Flows How-To

This is a list of FAQs about the AbiPy flows and the abirun.py script. Feel free to suggest new entries!

Important

The execution of the flows require the proper configuration of manager.yml and, optionally, scheduler.yml. Please consult the documentation available via the abidoc.py script. See FAQ below.

Suggestions:

  • Start with the examples available in examples/flows before embarking on large scale calculations.

  • Make sure the Abinit executable compiled on the machine can be executed both on the front end and the compute node (ask your sysadmin)

  • If you are running on clusters in which the architecture of the compute node is completely different from the one available on the front end, use shell_runner

  • Use the debug command

Do not:

  • Change manually the input files and the submission scripts

  • Submit jobs manually when the scheduler is running

  • Use a too small delay for the scheduler

How to get all the TaskManager options

The abidoc.py script provides three commands to get the documentation for the options supported in manager.yml and scheduler.yml.

Use:

abidoc.py manager

to document all the options supported by abipy.flowtk.tasks.TaskManager and:

abidoc.py scheduler

for the scheduler options.

If your environment is properly configured, you should be able to get information about the Abinit version used by the AbiPy with:

abidoc.py abibuild
Abinit Build Information:
Abinit version: 8.7.2
MPI: True, MPI-IO: True, OpenMP: False
Netcdf: True

Use --verbose for additional info

Important

Netcdf support must be activated in Abinit as AbiPy might use these files to extract data and/or fix runtime errors.

At this point, you can try to run a small flow for testing purpose with:

abicheck.py --with-flow

How to limit the number of cores used by the scheduler

Add the following options to scheduler.yml

# Limit on the number of jobs that can be present in the queue. (DEFAULT: 200)
max_njobs_inqueue: 2

# Maximum number of cores that can be used by the scheduler.
max_ncores_used: 4

How to reduce the number of files produced by the Flow

When running many calculations, Use prtwf -1 to tell Abinit to produce the wavefunction file only if SCF cycle didn’t converged so that AbiPy can reuse the file to restart the calculation.

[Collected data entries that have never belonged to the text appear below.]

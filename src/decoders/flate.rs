//! FlateDecode (zlib/deflate) stage of the decoding pipeline.
//!
//! Decompression itself is done by the flate2 crate; this module adapts its
//! `Read`-based decoder to the chunked [`ByteSource`] interface.

use crate::decoders::ByteSource;
use crate::error::{Error, Result};
use bytes::Bytes;
use flate2::Compression;
use flate2::read::ZlibDecoder;
use flate2::write::ZlibEncoder;
use std::io::{self, Read, Write};

/// Adapter exposing an upstream [`ByteSource`] as `io::Read`.
struct SourceReader {
    upstream: Box<dyn ByteSource>,
    current: Bytes,
}

impl Read for SourceReader {
    fn read(&mut self, buf: &mut [u8]) -> io::Result<usize> {
        while self.current.is_empty() {
            if !self.upstream.has_more() {
                return Ok(0);
            }
            match self.upstream.next_chunk() {
                Ok(Some(chunk)) => self.current = chunk,
                Ok(None) => return Ok(0),
                Err(e) => return Err(io::Error::new(io::ErrorKind::Other, e.to_string())),
            }
        }
        let n = buf.len().min(self.current.len());
        buf[..n].copy_from_slice(&self.current[..n]);
        let _ = self.current.split_to(n);
        Ok(n)
    }
}

/// FlateDecode filter stage.
pub struct FlateSource {
    decoder: ZlibDecoder<SourceReader>,
    chunk_size: usize,
    produced: usize,
    done: bool,
}

impl FlateSource {
    /// Wrap `upstream`, inflating its bytes in chunks of up to `chunk_size`.
    pub fn new(upstream: Box<dyn ByteSource>, chunk_size: usize) -> Self {
        let reader = SourceReader {
            upstream,
            current: Bytes::new(),
        };
        Self {
            decoder: ZlibDecoder::new(reader),
            chunk_size: chunk_size.max(1),
            produced: 0,
            done: false,
        }
    }
}

impl ByteSource for FlateSource {
    fn has_more(&self) -> bool {
        !self.done
    }

    fn next_chunk(&mut self) -> Result<Option<Bytes>> {
        if self.done {
            return Ok(None);
        }
        let mut buf = vec![0u8; self.chunk_size];
        match self.decoder.read(&mut buf) {
            Ok(0) => {
                self.done = true;
                Ok(None)
            },
            Ok(n) => {
                buf.truncate(n);
                self.produced += n;
                Ok(Some(Bytes::from(buf)))
            },
            Err(e) => {
                self.done = true;
                // Partial recovery: keep what was inflated before the corruption
                if self.produced > 0 {
                    log::warn!(
                        "FlateDecode partial recovery: extracted {} bytes before corruption: {}",
                        self.produced,
                        e
                    );
                    return Ok(None);
                }
                Err(Error::Decode(format!("FlateDecode: {}", e)))
            },
        }
    }
}

/// Zlib-compress `data` for a FlateDecode stream.
pub fn compress(data: &[u8]) -> Result<Vec<u8>> {
    let mut encoder = ZlibEncoder::new(Vec::new(), Compression::default());
    encoder.write_all(data)?;
    Ok(encoder.finish()?)
}

#[cfg(test)]
mod tests {
    use super::*;
    use crate::decoders::{SliceSource, drain};

    #[test]
    fn test_flate_roundtrip_small_chunks() {
        let original = b"10 0 11 3 42 /Test ".repeat(20);
        let compressed = compress(&original).unwrap();
        let upstream = Box::new(SliceSource::new(Bytes::from(compressed), 7));
        let mut source = FlateSource::new(upstream, 16);
        assert_eq!(drain(&mut source, 0).unwrap(), original);
        assert!(!source.has_more());
    }

    #[test]
    fn test_flate_garbage_input_fails() {
        let upstream = Box::new(SliceSource::new(Bytes::from_static(b"not zlib at all"), 64));
        let mut source = FlateSource::new(upstream, 64);
        assert!(matches!(drain(&mut source, 0), Err(Error::Decode(_))));
    }
}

Note that it’s possible to use:

flow.use_smartio()

to activate this mode for all tasks that are not supposed to produce WFK files for their children.

How to extend tasks/works with specialized code

Remember that pickle does not support classes defined inside scripts (__main__). This means that abirun.py will likely raise an exception when trying to reconstruct the object from the pickle file:

AttributeError: Cannot get attribute 'MyWork' on <module '__main__'

If you need to subclass one of the AbiPy Tasks/Works/Flows, define the subclass in a separated python module and import the module inside your script. We suggest to create a python module in the AbiPy package e.g. abipy/flowtk/my_works.py in order to have an absolute import that allows one to use

from abipy.flowtk.my_works import MyWork

in the script without worrying about relative paths and relative imports.

Kill a scheduler running in background

Use the official API:

abirun.py FLOWDIR cancel

to cancel all jobs of the flow that are in queue and kill the scheduler.

Compare multiple output files

The abicomp.py script

Try to understand why a task failed

There are several reasons why a task could fail. Some of these reasons could be related to hardware failure, disk quota, OS errors or resource manager errors. Others are related to Abinit-specific errors.